**What to do:**
Copy each line of the material below that includes the string "Instant".
———
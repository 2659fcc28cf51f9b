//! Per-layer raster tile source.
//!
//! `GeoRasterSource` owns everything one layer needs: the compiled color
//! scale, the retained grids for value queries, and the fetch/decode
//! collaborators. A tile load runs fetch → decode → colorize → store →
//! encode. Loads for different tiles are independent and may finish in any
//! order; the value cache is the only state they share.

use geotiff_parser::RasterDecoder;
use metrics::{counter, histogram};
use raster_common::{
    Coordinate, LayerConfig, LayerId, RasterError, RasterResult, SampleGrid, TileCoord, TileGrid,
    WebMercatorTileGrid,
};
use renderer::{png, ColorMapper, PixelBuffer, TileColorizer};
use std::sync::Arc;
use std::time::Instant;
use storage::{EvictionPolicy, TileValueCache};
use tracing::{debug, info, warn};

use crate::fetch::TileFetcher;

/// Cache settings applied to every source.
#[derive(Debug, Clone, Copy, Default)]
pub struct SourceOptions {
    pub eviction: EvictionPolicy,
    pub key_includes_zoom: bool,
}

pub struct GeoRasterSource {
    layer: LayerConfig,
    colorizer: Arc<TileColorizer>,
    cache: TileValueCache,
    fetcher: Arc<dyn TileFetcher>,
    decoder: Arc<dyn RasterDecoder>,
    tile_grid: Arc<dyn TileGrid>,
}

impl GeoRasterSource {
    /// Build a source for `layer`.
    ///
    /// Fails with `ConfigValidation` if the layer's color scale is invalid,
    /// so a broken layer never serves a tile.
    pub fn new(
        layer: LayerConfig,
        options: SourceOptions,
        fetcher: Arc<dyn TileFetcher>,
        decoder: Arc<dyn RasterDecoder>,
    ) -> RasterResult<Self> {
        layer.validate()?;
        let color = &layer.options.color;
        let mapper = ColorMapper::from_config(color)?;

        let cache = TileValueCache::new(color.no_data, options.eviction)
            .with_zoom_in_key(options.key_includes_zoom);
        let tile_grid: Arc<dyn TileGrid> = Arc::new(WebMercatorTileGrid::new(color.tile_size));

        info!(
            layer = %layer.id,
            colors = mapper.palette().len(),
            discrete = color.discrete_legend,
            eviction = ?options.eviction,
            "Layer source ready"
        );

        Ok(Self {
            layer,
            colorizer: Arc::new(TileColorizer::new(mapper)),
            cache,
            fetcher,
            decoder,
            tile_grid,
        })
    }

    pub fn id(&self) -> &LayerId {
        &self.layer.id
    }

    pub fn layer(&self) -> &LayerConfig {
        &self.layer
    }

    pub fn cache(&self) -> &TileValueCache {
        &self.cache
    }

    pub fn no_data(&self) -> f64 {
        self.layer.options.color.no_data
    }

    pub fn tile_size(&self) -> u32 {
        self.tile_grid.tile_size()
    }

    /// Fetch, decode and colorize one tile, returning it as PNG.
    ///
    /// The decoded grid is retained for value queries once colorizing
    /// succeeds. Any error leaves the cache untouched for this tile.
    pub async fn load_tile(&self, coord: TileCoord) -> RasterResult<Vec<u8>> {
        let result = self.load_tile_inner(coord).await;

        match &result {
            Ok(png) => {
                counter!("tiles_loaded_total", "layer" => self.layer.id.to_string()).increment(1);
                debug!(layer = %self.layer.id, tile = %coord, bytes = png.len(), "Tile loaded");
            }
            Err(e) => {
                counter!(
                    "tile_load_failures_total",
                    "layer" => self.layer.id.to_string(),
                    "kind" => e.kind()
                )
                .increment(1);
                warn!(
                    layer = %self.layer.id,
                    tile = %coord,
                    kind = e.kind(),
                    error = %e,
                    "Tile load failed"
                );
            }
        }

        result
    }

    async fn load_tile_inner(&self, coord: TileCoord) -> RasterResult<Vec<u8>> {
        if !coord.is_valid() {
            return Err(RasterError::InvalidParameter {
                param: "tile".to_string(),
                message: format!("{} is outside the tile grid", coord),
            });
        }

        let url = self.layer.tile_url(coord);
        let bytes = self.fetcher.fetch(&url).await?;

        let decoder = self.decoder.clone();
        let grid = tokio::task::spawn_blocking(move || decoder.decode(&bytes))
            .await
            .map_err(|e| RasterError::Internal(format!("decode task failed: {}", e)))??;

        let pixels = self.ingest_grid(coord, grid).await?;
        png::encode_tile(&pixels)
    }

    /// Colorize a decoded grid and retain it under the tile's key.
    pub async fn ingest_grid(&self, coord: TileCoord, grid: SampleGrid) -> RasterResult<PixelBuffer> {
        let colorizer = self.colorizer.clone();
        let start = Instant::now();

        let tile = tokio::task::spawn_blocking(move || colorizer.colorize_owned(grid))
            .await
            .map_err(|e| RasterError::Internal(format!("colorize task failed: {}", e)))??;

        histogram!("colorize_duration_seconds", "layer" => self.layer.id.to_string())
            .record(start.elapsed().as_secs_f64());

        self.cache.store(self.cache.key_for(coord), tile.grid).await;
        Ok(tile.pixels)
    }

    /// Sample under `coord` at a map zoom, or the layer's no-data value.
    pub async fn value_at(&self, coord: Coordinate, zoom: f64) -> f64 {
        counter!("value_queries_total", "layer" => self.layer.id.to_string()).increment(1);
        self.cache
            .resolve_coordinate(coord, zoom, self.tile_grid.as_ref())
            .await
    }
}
———
**Output for this task:**
use std::time::Instant;
        let start = Instant::now();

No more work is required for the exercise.